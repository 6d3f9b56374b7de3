//! Renders synthetic answer sheets for tests.

use image::imageops::crop_imm;
use image::{Rgb, RgbImage};
use imageproc::drawing::{draw_hollow_circle_mut, draw_hollow_rect_mut, Canvas};
use imageproc::geometric_transformations::{warp_into, Interpolation, Projection};
use imageproc::rect::Rect;

const PAPER: Rgb<u8> = Rgb([255, 255, 255]);
const PRINT: Rgb<u8> = Rgb([0, 0, 0]);
const PENCIL_GAP: Rgb<u8> = Rgb([210, 210, 210]);
const TABLE: Rgb<u8> = Rgb([60, 55, 50]);

const BUBBLE_RADIUS: i32 = 14;
const FRAME_THICKNESS: u32 = 4;

/// Draws a rectangular frame whose outer edge is `rect`.
pub(crate) fn draw_frame_mut<C>(canvas: &mut C, rect: Rect, thickness: u32, color: C::Pixel)
where
    C: Canvas,
    C::Pixel: 'static,
{
    for t in 0..thickness {
        draw_hollow_rect_mut(
            canvas,
            Rect::at(rect.left() + t as i32, rect.top() + t as i32)
                .of_size(rect.width() - 2 * t, rect.height() - 2 * t),
            color,
        );
    }
}

/// Fills a disk with horizontal pencil strokes.
fn draw_pencil_mark_mut(img: &mut RgbImage, (cx, cy): (i32, i32), radius: i32) {
    for dy in -radius..=radius {
        for dx in -radius..=radius {
            let (x, y) = (cx + dx, cy + dy);
            if dx * dx + dy * dy > radius * radius
                || x < 0
                || y < 0
                || x >= img.width() as i32
                || y >= img.height() as i32
            {
                continue;
            }
            let color = if y.rem_euclid(6) < 3 { PRINT } else { PENCIL_GAP };
            img.put_pixel(x as u32, y as u32, color);
        }
    }
}

/// One framed grid of bubbles, 400x720 pixels.
#[derive(Debug, Clone)]
pub(crate) struct SyntheticBlock {
    pub left: i32,
    pub top: i32,
    pub questions: usize,
    pub alternatives: usize,
    /// Filled choices for each question.
    pub marks: Vec<Vec<usize>>,
    /// (question, choice) pairs whose bubble is not printed.
    pub missing: Vec<(usize, usize)>,
}

impl SyntheticBlock {
    pub const WIDTH: u32 = 400;
    pub const HEIGHT: u32 = 720;

    pub fn at(left: i32, top: i32) -> Self {
        Self {
            left,
            top,
            questions: 10,
            alternatives: 4,
            marks: vec![vec![]; 10],
            missing: vec![],
        }
    }

    /// Fills exactly one bubble per question.
    pub fn answered(mut self, answers: &[usize]) -> Self {
        self.marks = answers.iter().map(|choice| vec![*choice]).collect();
        self.marks.resize(self.questions, vec![]);
        self
    }

    pub fn with_mark(mut self, question: usize, choice: usize) -> Self {
        self.marks[question].push(choice);
        self
    }

    pub fn without_bubble(mut self, question: usize, choice: usize) -> Self {
        self.missing.push((question, choice));
        self
    }

    pub fn bubble_center(&self, question: usize, choice: usize) -> (i32, i32) {
        (
            self.left + 80 + 80 * choice as i32,
            self.top + 50 + 68 * question as i32,
        )
    }

    pub fn draw_mut(&self, img: &mut RgbImage) {
        draw_frame_mut(
            img,
            Rect::at(self.left, self.top).of_size(Self::WIDTH, Self::HEIGHT),
            FRAME_THICKNESS,
            PRINT,
        );
        for question in 0..self.questions {
            for choice in 0..self.alternatives {
                if self.missing.contains(&(question, choice)) {
                    continue;
                }
                let center = self.bubble_center(question, choice);
                if self.marks[question].contains(&choice) {
                    draw_pencil_mark_mut(img, center, BUBBLE_RADIUS - 1);
                }
                draw_hollow_circle_mut(img, center, BUBBLE_RADIUS, PRINT);
            }
        }
    }

    /// The block as block detection would crop it from a sheet.
    pub fn render_cropped(&self) -> RgbImage {
        let origin = Self {
            left: 0,
            top: 0,
            ..self.clone()
        };
        let mut img = RgbImage::from_pixel(Self::WIDTH, Self::HEIGHT, PAPER);
        origin.draw_mut(&mut img);
        crop_imm(&img, 2, 2, Self::WIDTH - 4, Self::HEIGHT - 4).to_image()
    }
}

#[derive(Debug, Clone)]
pub(crate) struct SyntheticSheet {
    pub width: u32,
    pub height: u32,
    pub blocks: Vec<SyntheticBlock>,
}

impl SyntheticSheet {
    /// Two blank blocks side by side on a 1000x1000 sheet.
    pub fn two_blocks() -> Self {
        Self {
            width: 1000,
            height: 1000,
            blocks: vec![SyntheticBlock::at(60, 140), SyntheticBlock::at(540, 140)],
        }
    }

    pub fn answered(first: &[usize], second: &[usize]) -> Self {
        let mut sheet = Self::two_blocks();
        sheet.blocks[0] = sheet.blocks[0].clone().answered(first);
        sheet.blocks[1] = sheet.blocks[1].clone().answered(second);
        sheet
    }

    pub fn render(&self) -> RgbImage {
        let mut img = RgbImage::from_pixel(self.width, self.height, PAPER);
        for block in &self.blocks {
            block.draw_mut(&mut img);
        }
        img
    }

    pub fn render_png(&self) -> Vec<u8> {
        let mut bytes = Vec::new();
        image::DynamicImage::ImageRgb8(self.render())
            .write_to(&mut std::io::Cursor::new(&mut bytes), image::ImageOutputFormat::Png)
            .unwrap();
        bytes
    }

    /// Renders the sheet lying on a dark table, with its corners at
    /// `corners` (top-left, top-right, bottom-right, bottom-left).
    pub fn photograph(&self, width: u32, height: u32, corners: [(f32, f32); 4]) -> RgbImage {
        let (right, bottom) = ((self.width - 1) as f32, (self.height - 1) as f32);
        let projection = Projection::from_control_points(
            [(0.0, 0.0), (right, 0.0), (right, bottom), (0.0, bottom)],
            corners,
        )
        .unwrap();
        let mut photo = RgbImage::new(width, height);
        warp_into(&self.render(), &projection, Interpolation::Bilinear, TABLE, &mut photo);
        photo
    }
}

pub(crate) const FIRST_KEY: [usize; 10] = [0, 1, 2, 3, 0, 1, 2, 3, 0, 1];
pub(crate) const SECOND_KEY: [usize; 10] = [3, 2, 1, 0, 3, 2, 1, 0, 3, 2];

------

Assignment → Give a verbatim copy of the material above.

Reply →
repository 6d3f9b56374b7de3
//! Renders synthetic answer sheets for tests.

use image::imageops::crop_imm;
use image::{Rgb, RgbImage};
use imageproc::drawing::{draw_hollow_circle_mut, draw_hollow_rect_mut, Canvas};
use imageproc::geometric_transformations::{warp_into, Interpolation, Projection};
use imageproc::rect::Rect;

const PAPER: Rgb<u8> = Rgb([255, 255, 255]);
const PRINT: Rgb<u8> = Rgb([0, 0, 0]);
const PENCIL_GAP: Rgb<u8> = Rgb([210, 210, 210]);
const TABLE: Rgb<u8> = Rgb([60, 55, 50]);

const BUBBLE_RADIUS: i32 = 14;
const FRAME_THICKNESS: u32 = 4;

/// Draws a rectangular frame whose outer edge is `rect`.
pub(crate) fn draw_frame_mut<C>(canvas: &mut C, rect: Rect, thickness: u32, color: C::Pixel)
where
    C: Canvas,
    C::Pixel: 'static,
{
    for t in 0..thickness {
        draw_hollow_rect_mut(
            canvas,
            Rect::at(rect.left() + t as i32, rect.top() + t as i32)
                .of_size(rect.width() - 2 * t, rect.height() - 2 * t),
            color,
        );
    }
}

/// Fills a disk with horizontal pencil strokes.
fn draw_pencil_mark_mut(img: &mut RgbImage, (cx, cy): (i32, i32), radius: i32) {
    for dy in -radius..=radius {
        for dx in -radius..=radius {
            let (x, y) = (cx + dx, cy + dy);
            if dx * dx + dy * dy > radius * radius
                || x < 0
                || y < 0
                || x >= img.width() as i32
                || y >= img.height() as i32
            {
                continue;
            }
            let color = if y.rem_euclid(6) < 3 { PRINT } else { PENCIL_GAP };
            img.put_pixel(x as u32, y as u32, color);
        }
    }
}

/// One framed grid of bubbles, 400x720 pixels.
#[derive(Debug, Clone)]
pub(crate) struct SyntheticBlock {
    pub left: i32,
    pub top: i32,
    pub questions: usize,
    pub alternatives: usize,
    /// Filled choices for each question.
    pub marks: Vec<Vec<usize>>,
    /// (question, choice) pairs whose bubble is not printed.
    pub missing: Vec<(usize, usize)>,
}

impl SyntheticBlock {
    pub const WIDTH: u32 = 400;
    pub const HEIGHT: u32 = 720;

    pub fn at(left: i32, top: i32) -> Self {
        Self {
            left,
            top,
            questions: 10,
            alternatives: 4,
            marks: vec![vec![]; 10],
            missing: vec![],
        }
    }

    /// Fills exactly one bubble per question.
    pub fn answered(mut self, answers: &[usize]) -> Self {
        self.marks = answers.iter().map(|choice| vec![*choice]).collect();
        self.marks.resize(self.questions, vec![]);
        self
    }

    pub fn with_mark(mut self, question: usize, choice: usize) -> Self {
        self.marks[question].push(choice);
        self
    }

    pub fn without_bubble(mut self, question: usize, choice: usize) -> Self {
        self.missing.push((question, choice));
        self
    }

    pub fn bubble_center(&self, question: usize, choice: usize) -> (i32, i32) {
        (
            self.left + 80 + 80 * choice as i32,
            self.top + 50 + 68 * question as i32,
        )
    }

    pub fn draw_mut(&self, img: &mut RgbImage) {
        draw_frame_mut(
            img,
            Rect::at(self.left, self.top).of_size(Self::WIDTH, Self::HEIGHT),
            FRAME_THICKNESS,
            PRINT,
        );
        for question in 0..self.questions {
            for choice in 0..self.alternatives {
                if self.missing.contains(&(question, choice)) {
                    continue;
                }
                let center = self.bubble_center(question, choice);
                if self.marks[question].contains(&choice) {
                    draw_pencil_mark_mut(img, center, BUBBLE_RADIUS - 1);
                }
                draw_hollow_circle_mut(img, center, BUBBLE_RADIUS, PRINT);
            }
        }
    }

    /// The block as block detection would crop it from a sheet.
    pub fn render_cropped(&self) -> RgbImage {
        let origin = Self {
            left: 0,
            top: 0,
            ..self.clone()
        };
        let mut img = RgbImage::from_pixel(Self::WIDTH, Self::HEIGHT, PAPER);
        origin.draw_mut(&mut img);
        crop_imm(&img, 2, 2, Self::WIDTH - 4, Self::HEIGHT - 4).to_image()
    }
}

#[derive(Debug, Clone)]
pub(crate) struct SyntheticSheet {
    pub width: u32,
    pub height: u32,
    pub blocks: Vec<SyntheticBlock>,
}

impl SyntheticSheet {
    /// Two blank blocks side by side on a 1000x1000 sheet.
    pub fn two_blocks() -> Self {
        Self {
            width: 1000,
            height: 1000,
            blocks: vec![SyntheticBlock::at(60, 140), SyntheticBlock::at(540, 140)],
        }
    }

    pub fn answered(first: &[usize], second: &[usize]) -> Self {
        let mut sheet = Self::two_blocks();
        sheet.blocks[0] = sheet.blocks[0].clone().answered(first);
        sheet.blocks[1] = sheet.blocks[1].clone().answered(second);
        sheet
    }

    pub fn render(&self) -> RgbImage {
        let mut img = RgbImage::from_pixel(self.width, self.height, PAPER);
        for block in &self.blocks {
            block.draw_mut(&mut img);
        }
        img
    }

    pub fn render_png(&self) -> Vec<u8> {
        let mut bytes = Vec::new();
        image::DynamicImage::ImageRgb8(self.render())
            .write_to(&mut std::io::Cursor::new(&mut bytes), image::ImageOutputFormat::Png)
            .unwrap();
        bytes
    }

    /// Renders the sheet lying on a dark table, with its corners at
    /// `corners` (top-left, top-right, bottom-right, bottom-left).
    pub fn photograph(&self, width: u32, height: u32, corners: [(f32, f32); 4]) -> RgbImage {
        let (right, bottom) = ((self.width - 1) as f32, (self.height - 1) as f32);
        let projection = Projection::from_control_points(
            [(0.0, 0.0), (right, 0.0), (right, bottom), (0.0, bottom)],
            corners,
        )
        .unwrap();
        let mut photo = RgbImage::new(width, height);
        warp_into(&self.render(), &projection, Interpolation::Bilinear, TABLE, &mut photo);
        photo
    }
}

pub(crate) const FIRST_KEY: [usize; 10] = [0, 1, 2, 3, 0, 1, 2, 3, 0, 1];
pub(crate) const SECOND_KEY: [usize; 10] = [3, 2, 1, 0, 3, 2, 1, 0, 3, 2];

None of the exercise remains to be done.